The repetitive nature has forced us to come up with an efficient assembly line system. Still, I managed to fall behind on databasing of last week's batch of Amazon orders. Case in point, those Glaesel Practice Mutes.

These rubber mutes mount on top of the bridge and deaden the sound of whatever instrument is being played. There are plenty of rubber mutes out there in the Tourte or round shapes, ebony or metal materials, yet we can't go a day without selling one. We always have trouble keeping them in stock.

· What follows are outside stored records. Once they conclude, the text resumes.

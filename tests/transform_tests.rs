//! Integration tests for the transform stage and the edge-detection filter.
//!
//! These tests verify that:
//! - Every output pixel is the input pixel or black
//! - Processing is deterministic
//! - A 640x480 RGB stage negotiates and sizes its scratch to the frame
//! - Scratch state lives exactly between negotiation and release

use visionpipe::buffer::Buffer;
use visionpipe::element::Element;
use visionpipe::error::Error;
use visionpipe::format::{PixelFormatTag, VideoInfo};
use visionpipe::metadata::Metadata;
use visionpipe::vision::{CannyFilter, GrayscaleFilter, StageState, TransformStage};

/// Deterministic pseudo-random bytes.
fn noise(len: usize, seed: u64) -> Vec<u8> {
    let mut state = seed;
    (0..len)
        .map(|_| {
            state = state
                .wrapping_mul(6_364_136_223_846_793_005)
                .wrapping_add(1_442_695_040_888_963_407);
            (state >> 56) as u8
        })
        .collect()
}

/// A bright rectangle on a dim, noisy background.
fn scene(width: u32, height: u32) -> Vec<u8> {
    let mut data = noise((width * height * 3) as usize, 7);
    for y in 0..height {
        for x in 0..width {
            let i = ((y * width + x) * 3) as usize;
            let inside = x > width / 4 && x < width * 3 / 4 && y > height / 4 && y < height * 3 / 4;
            let base = if inside { 200 } else { 30 };
            for c in 0..3 {
                data[i + c] = base + data[i + c] % 8;
            }
        }
    }
    data
}

fn canny_stage(info: VideoInfo) -> TransformStage<CannyFilter> {
    let mut stage = TransformStage::new(CannyFilter::new());
    stage.negotiate(info, info).unwrap();
    stage
}

#[test]
fn test_output_pixels_are_input_or_zero() {
    let info = VideoInfo::new(PixelFormatTag::Rgb, 96, 64);
    let mut stage = canny_stage(info);

    for seed in [1, 2, 3] {
        let input = noise(info.frame_size(), seed);
        let mut output = vec![0xAAu8; info.frame_size()];
        stage.transform_frame(&input, &mut output).unwrap();

        for (i, (out, inp)) in output.chunks(3).zip(input.chunks(3)).enumerate() {
            assert!(
                out == inp || out == [0, 0, 0],
                "pixel {i}: {out:?} is neither {inp:?} nor black"
            );
        }
    }
}

#[test]
fn test_scene_has_edges_and_background() {
    let info = VideoInfo::new(PixelFormatTag::Rgb, 120, 80);
    let mut stage = canny_stage(info);
    let input = scene(120, 80);
    let mut output = vec![0u8; info.frame_size()];
    stage.transform_frame(&input, &mut output).unwrap();

    let kept = output.chunks(3).filter(|p| *p != [0, 0, 0]).count();
    assert!(kept > 0, "rectangle outline not detected");
    assert!(kept < 120 * 80 / 2, "most of the frame should be masked out");
    // Far corner is flat background.
    assert_eq!(&output[..3], &[0, 0, 0]);
}

#[test]
fn test_processing_is_deterministic() {
    let info = VideoInfo::new(PixelFormatTag::Rgb, 80, 60);
    let input = scene(80, 60);

    let mut stage = canny_stage(info);
    let mut first = vec![0u8; info.frame_size()];
    let mut second = vec![0u8; info.frame_size()];
    stage.transform_frame(&input, &mut first).unwrap();
    stage.transform_frame(&input, &mut second).unwrap();
    assert_eq!(first, second);

    let mut fresh = canny_stage(info);
    let mut third = vec![0u8; info.frame_size()];
    fresh.transform_frame(&input, &mut third).unwrap();
    assert_eq!(first, third);
}

#[test]
fn test_vga_rgb_negotiation() {
    let info = VideoInfo::new(PixelFormatTag::Rgb, 640, 480);
    let mut stage = TransformStage::new(CannyFilter::new());
    assert_eq!(stage.state(), StageState::Unconfigured);
    assert!(stage.scratch().is_none());

    stage.negotiate(info, info).unwrap();
    assert_eq!(stage.state(), StageState::Negotiated);
    let input = stage.input_format().unwrap();
    assert_eq!(input.desc.layout().channels(), 3);
    assert_eq!(input.desc.layout().bytes_per_pixel(), 3);

    let scratch = stage.scratch().unwrap();
    for plane in [scratch.gray(), scratch.edges()] {
        assert_eq!((plane.width(), plane.height()), (640, 480));
        assert_eq!(plane.desc().layout().channels(), 1);
    }

    stage.release();
    assert_eq!(stage.state(), StageState::Released);
    assert!(stage.scratch().is_none());
}

#[test]
fn test_rejection_is_recoverable() {
    let mut stage = TransformStage::new(CannyFilter::new());
    let bgr = VideoInfo::new(PixelFormatTag::Bgr, 64, 48);
    let err = stage.negotiate(bgr, bgr).unwrap_err();
    assert!(err.is_negotiation_failure());
    assert_eq!(stage.state(), StageState::Unconfigured);

    let rgb = VideoInfo::new(PixelFormatTag::Rgb, 64, 48);
    stage.negotiate(rgb, rgb).unwrap();
    assert_eq!(stage.state(), StageState::Negotiated);
}

#[test]
fn test_element_process_negotiates_from_metadata() {
    let info = VideoInfo::new(PixelFormatTag::Rgb, 64, 48);
    let mut stage = TransformStage::new(CannyFilter::new());
    let buffer = Buffer::new(scene(64, 48), Metadata::with_sequence(3).with_video(info));

    let out = stage.process(buffer).unwrap().into_single().unwrap();
    assert_eq!(out.len(), info.frame_size());
    assert_eq!(out.metadata().sequence, 3);
    assert_eq!(out.metadata().video, Some(info));
    assert_eq!(stage.state(), StageState::Active);
    assert_eq!(stage.frames_processed(), 1);
}

#[test]
fn test_short_frame_is_an_error() {
    let info = VideoInfo::new(PixelFormatTag::Rgb, 64, 48);
    let mut stage = canny_stage(info);
    let input = vec![0u8; info.frame_size() - 1];
    let mut output = vec![0u8; info.frame_size()];
    assert!(matches!(
        stage.transform_frame(&input, &mut output),
        Err(Error::InvalidFrame(_))
    ));
}

#[test]
fn test_grayscale_changes_layout() {
    let input_info = VideoInfo::new(PixelFormatTag::Bgra, 32, 16);
    let mut stage = TransformStage::new(GrayscaleFilter::new());
    let accepted = stage.negotiate_input(input_info).unwrap();
    assert_eq!(accepted, VideoInfo::new(PixelFormatTag::Gray8, 32, 16));

    let mut input = vec![0u8; input_info.frame_size()];
    for px in input.chunks_mut(4) {
        px.copy_from_slice(&[255, 255, 255, 255]);
    }
    let mut output = vec![0u8; accepted.frame_size()];
    stage.transform_frame(&input, &mut output).unwrap();
    assert!(output.iter().all(|&v| v == 255));
}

[Glaesal Ultra Practice Mute]

On the brick and mortar side of things, two new wonderful instruments were received in our shop. I'll only have time to blog about one instrument in this post. First, a violin by a Cremonese maker Massimo Negroni. His violins are in the tradition of the great Italian makers such as Stradivarius or Guarnerius.
[Negroni 2006, front]

If you haven't heard of who he is, check out his teaching bio on his webpage. Not only is he a violin maker but he is man of authority and credentials in the violin world. He founded the ALI (Associazione Liutai Italiani) and the Consorzio Liutai e Archettai "A. Stradivari" in Cremona.


Not only is he a maker but a restorationer, conservator, and a teacher. I found this part to be the most interesting in his curriculum, as he is the head of a radiography team at A.Stradivari"International Institute of Violin Making (I.P.I.A.L.L.). The school takes a very scientific approach to violin making as they examine the wood grains of violin tops with x-rays and conduct acoustic experiments on instruments.

I'll try to post on the other violin, another Cremonese maker by the name of, Angelo Sperzaga.